### [WHAT IS BEING ASKED]
Go through the listing and return every line with "clippy" in it.
+---+
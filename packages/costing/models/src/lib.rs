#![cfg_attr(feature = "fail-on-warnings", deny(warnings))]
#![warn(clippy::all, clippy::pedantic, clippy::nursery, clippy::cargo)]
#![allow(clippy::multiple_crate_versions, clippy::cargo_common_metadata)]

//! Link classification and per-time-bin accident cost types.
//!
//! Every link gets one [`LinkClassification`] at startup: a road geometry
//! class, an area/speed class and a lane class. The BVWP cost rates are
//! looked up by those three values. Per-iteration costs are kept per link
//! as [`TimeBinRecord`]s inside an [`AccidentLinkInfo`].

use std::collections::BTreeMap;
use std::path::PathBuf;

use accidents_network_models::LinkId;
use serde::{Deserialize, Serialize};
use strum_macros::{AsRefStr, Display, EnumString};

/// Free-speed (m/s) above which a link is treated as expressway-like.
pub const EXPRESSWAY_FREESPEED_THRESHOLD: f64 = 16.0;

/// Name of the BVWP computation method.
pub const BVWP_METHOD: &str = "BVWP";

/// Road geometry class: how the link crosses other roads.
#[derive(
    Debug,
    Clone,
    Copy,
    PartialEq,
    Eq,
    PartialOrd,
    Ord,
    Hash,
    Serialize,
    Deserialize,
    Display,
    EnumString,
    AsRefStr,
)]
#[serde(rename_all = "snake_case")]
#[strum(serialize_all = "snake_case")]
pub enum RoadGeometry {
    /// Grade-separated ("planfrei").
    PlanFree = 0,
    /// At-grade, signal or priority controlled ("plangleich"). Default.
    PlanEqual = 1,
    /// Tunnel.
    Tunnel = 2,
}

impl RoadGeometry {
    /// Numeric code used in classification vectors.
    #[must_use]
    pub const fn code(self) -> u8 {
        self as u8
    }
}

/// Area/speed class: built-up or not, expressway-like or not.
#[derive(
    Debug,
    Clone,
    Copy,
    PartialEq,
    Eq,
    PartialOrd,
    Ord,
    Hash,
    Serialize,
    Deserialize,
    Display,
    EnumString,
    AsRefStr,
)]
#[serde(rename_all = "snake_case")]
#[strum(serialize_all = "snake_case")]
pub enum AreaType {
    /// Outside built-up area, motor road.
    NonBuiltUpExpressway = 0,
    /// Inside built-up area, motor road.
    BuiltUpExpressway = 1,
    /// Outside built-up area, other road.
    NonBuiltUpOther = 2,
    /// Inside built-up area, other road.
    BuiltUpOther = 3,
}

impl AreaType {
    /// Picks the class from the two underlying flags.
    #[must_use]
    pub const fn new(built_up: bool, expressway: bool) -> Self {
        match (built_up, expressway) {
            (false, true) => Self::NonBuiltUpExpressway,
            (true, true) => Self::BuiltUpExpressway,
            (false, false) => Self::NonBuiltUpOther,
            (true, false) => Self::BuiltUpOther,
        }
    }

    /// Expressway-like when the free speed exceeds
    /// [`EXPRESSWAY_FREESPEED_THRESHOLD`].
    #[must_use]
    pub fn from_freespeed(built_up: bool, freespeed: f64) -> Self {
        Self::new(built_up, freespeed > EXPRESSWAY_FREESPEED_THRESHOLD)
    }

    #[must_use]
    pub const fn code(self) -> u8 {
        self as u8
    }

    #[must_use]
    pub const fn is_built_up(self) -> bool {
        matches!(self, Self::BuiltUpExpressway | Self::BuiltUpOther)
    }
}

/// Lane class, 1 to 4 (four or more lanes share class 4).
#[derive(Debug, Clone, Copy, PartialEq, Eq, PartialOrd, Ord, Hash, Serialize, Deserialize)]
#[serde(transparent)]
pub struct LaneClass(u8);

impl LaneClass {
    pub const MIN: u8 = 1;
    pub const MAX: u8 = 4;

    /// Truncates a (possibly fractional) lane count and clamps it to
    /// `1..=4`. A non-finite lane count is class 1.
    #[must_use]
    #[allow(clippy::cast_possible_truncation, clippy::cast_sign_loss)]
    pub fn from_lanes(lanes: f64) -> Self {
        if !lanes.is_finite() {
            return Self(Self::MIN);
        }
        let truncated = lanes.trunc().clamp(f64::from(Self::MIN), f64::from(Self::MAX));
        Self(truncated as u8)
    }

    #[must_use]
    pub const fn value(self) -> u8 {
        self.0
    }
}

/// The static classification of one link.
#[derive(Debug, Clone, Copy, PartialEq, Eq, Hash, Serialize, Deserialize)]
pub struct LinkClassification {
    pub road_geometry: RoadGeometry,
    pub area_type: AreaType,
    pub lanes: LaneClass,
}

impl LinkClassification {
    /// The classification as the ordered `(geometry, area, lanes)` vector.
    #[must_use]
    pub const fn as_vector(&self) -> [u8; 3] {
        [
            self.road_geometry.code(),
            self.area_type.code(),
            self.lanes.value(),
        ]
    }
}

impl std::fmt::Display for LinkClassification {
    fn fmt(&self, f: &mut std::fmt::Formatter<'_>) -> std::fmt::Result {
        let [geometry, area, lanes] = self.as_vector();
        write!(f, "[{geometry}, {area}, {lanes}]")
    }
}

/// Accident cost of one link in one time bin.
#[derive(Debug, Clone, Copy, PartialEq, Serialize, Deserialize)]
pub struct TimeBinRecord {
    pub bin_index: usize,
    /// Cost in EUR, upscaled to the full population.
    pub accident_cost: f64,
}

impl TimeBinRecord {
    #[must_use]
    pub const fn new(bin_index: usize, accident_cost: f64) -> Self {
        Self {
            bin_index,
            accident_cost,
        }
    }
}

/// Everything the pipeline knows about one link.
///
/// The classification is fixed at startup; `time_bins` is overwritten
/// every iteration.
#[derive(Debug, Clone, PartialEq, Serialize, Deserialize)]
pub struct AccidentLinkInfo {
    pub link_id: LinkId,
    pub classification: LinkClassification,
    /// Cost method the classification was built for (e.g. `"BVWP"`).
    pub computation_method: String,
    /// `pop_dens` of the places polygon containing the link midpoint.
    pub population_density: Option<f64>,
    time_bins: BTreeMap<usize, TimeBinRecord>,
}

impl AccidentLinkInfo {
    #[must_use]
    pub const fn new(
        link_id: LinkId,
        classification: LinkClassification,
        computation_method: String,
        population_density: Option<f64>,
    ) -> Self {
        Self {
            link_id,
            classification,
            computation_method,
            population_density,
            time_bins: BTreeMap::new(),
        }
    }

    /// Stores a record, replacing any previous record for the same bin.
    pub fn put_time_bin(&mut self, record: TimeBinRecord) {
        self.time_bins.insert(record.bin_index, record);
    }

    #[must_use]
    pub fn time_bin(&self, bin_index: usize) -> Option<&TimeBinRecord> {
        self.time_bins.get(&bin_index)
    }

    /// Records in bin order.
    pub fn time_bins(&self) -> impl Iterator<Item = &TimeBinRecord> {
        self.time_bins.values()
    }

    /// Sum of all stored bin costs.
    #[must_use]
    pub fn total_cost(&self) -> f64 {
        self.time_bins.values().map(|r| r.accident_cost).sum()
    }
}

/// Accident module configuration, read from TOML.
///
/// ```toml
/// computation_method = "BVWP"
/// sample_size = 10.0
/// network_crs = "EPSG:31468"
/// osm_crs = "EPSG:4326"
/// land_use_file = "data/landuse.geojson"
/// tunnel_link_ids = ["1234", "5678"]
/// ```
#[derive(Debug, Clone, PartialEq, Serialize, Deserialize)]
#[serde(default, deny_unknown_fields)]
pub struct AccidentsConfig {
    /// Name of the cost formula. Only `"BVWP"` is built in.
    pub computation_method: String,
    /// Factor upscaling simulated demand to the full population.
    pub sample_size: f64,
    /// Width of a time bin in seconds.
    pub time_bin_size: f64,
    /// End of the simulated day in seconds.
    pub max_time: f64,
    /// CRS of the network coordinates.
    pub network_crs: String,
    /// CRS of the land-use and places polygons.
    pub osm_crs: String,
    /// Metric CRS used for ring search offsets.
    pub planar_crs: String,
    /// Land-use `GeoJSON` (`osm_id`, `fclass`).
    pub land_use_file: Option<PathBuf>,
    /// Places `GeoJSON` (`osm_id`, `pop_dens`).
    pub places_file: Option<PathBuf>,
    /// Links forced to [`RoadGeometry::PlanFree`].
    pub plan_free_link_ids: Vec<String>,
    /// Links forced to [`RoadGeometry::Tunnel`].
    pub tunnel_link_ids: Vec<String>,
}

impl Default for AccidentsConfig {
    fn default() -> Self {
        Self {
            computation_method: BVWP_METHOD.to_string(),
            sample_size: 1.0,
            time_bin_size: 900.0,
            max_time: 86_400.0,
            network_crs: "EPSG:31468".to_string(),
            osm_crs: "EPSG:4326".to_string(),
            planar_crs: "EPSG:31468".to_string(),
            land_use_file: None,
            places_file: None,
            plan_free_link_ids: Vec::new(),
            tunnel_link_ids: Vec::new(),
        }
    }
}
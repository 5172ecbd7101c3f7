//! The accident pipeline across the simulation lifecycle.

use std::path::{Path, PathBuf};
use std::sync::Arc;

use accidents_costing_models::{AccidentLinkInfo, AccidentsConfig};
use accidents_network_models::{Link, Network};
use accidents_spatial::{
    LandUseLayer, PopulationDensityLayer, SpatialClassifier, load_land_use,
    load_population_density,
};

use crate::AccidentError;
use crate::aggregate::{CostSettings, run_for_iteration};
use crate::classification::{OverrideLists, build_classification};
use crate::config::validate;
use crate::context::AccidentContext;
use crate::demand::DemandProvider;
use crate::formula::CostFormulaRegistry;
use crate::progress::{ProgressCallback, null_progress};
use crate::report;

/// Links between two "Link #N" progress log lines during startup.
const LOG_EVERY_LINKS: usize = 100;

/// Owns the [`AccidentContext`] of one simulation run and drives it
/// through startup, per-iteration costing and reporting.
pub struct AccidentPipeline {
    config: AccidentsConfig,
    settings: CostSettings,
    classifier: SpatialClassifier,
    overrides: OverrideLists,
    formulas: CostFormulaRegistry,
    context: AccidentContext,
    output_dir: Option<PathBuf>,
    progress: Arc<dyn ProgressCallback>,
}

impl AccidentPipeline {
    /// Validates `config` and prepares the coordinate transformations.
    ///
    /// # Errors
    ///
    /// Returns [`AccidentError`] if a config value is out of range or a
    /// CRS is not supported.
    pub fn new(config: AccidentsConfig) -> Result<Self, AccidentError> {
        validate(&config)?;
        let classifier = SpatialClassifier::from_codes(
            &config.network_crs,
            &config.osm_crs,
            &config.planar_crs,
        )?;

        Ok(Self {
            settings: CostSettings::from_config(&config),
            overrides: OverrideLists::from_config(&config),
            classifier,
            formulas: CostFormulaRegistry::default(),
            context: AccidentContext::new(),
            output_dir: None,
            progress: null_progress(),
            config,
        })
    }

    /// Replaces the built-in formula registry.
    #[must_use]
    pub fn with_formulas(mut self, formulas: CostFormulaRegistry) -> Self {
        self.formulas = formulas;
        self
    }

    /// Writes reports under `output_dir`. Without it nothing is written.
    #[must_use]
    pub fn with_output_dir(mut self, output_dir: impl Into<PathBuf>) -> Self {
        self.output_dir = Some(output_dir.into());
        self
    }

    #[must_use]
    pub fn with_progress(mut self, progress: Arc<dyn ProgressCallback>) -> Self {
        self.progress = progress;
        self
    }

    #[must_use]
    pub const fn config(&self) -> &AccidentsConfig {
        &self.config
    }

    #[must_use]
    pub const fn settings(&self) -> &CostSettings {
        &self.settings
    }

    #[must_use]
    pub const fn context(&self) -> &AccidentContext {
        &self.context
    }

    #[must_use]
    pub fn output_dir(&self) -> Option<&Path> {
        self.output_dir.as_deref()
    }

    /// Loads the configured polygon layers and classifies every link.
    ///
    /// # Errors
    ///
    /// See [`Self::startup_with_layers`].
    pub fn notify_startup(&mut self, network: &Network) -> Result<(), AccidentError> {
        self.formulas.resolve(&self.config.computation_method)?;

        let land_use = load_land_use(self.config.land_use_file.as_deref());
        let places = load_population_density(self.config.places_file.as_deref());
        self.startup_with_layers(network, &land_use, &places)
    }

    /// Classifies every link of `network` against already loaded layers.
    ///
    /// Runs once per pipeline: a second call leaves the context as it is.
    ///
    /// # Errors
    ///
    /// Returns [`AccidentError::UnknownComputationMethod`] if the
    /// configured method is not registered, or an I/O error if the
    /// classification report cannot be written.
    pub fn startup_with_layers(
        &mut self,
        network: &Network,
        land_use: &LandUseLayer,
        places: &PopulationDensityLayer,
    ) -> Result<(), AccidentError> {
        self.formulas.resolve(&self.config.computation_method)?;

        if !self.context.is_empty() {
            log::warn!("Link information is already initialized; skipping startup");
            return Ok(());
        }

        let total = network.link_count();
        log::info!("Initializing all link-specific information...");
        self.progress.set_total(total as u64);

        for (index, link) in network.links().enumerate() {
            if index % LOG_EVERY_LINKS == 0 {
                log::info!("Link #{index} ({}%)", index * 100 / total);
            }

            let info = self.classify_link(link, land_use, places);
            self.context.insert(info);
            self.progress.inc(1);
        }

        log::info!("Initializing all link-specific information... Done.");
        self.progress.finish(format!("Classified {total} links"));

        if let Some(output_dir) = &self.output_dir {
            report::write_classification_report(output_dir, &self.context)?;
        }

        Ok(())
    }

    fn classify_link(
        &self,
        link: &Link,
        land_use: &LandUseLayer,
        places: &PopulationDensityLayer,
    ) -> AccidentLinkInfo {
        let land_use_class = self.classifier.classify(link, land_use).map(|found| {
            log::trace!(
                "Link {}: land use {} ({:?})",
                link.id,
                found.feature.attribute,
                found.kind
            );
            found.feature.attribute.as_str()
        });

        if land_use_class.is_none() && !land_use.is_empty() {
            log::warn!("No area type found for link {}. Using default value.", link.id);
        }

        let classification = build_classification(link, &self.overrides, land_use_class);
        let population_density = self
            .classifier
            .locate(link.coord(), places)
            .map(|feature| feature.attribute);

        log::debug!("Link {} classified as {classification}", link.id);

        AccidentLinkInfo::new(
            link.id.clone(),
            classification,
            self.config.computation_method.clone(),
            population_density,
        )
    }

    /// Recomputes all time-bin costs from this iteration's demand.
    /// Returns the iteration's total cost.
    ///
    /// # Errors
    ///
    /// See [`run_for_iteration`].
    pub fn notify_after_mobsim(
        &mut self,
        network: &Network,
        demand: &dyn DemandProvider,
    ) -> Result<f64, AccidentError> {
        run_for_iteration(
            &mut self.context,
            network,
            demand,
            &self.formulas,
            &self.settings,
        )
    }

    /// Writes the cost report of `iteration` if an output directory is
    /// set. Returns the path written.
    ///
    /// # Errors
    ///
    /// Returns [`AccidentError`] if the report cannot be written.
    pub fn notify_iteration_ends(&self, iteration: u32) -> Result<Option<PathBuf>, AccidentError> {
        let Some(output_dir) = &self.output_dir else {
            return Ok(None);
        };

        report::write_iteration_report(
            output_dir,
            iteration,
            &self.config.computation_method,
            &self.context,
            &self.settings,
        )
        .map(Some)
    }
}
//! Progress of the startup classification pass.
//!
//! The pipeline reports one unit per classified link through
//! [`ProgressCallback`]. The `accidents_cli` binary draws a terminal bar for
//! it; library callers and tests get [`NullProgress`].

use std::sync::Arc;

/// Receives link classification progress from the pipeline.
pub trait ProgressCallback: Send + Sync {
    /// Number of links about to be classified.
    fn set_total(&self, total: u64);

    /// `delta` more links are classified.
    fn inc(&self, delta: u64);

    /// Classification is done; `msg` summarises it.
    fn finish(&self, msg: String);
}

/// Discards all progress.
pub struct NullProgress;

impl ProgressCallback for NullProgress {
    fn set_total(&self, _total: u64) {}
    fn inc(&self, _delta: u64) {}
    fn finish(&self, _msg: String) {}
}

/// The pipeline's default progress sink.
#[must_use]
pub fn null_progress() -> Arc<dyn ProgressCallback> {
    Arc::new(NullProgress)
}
+---+
### [OUTPUT OF THE EXERCISE]
#![warn(clippy::all, clippy::pedantic, clippy::nursery, clippy::cargo)]
#![allow(clippy::multiple_crate_versions, clippy::cargo_common_metadata)]
    #[allow(clippy::cast_possible_truncation, clippy::cast_sign_loss)]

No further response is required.